### PROBLEM TO SOLVE
Search the listing for the string "record" and copy every line that contains it.

### DATA SUPPLIED
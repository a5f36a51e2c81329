//! Catalog-level errors shared by the sightid crates

use thiserror::Error;

/// Result alias over [`Error`]
pub type Result<T> = std::result::Result<T, Error>;

/// Failures of configuration, catalog storage and record lookup
#[derive(Error, Debug)]
pub enum Error {
    /// SQLite statement, transaction or pool failure
    #[error("Catalog database error: {0}")]
    Database(#[from] sqlx::Error),

    /// Filesystem failure while preparing the root folder or reading config
    #[error("IO error: {0}")]
    Io(#[from] std::io::Error),

    /// Unreadable or out-of-range configuration
    #[error("Configuration error: {0}")]
    Config(String),

    /// Catalog record (individual or sighting) absent
    #[error("Not found: {0}")]
    NotFound(String),

    /// Invariant broken inside the engine, e.g. an unserializable descriptor
    #[error("Internal error: {0}")]
    Internal(String),
}
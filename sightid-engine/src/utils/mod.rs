//! Shared utilities

pub mod db_retry;
pub mod pool_monitor;

pub use db_retry::retry_on_lock;
pub use pool_monitor::TransactionContext;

### YOUR SOLUTION
/// Failures of configuration, catalog storage and record lookup
    /// Catalog record (individual or sighting) absent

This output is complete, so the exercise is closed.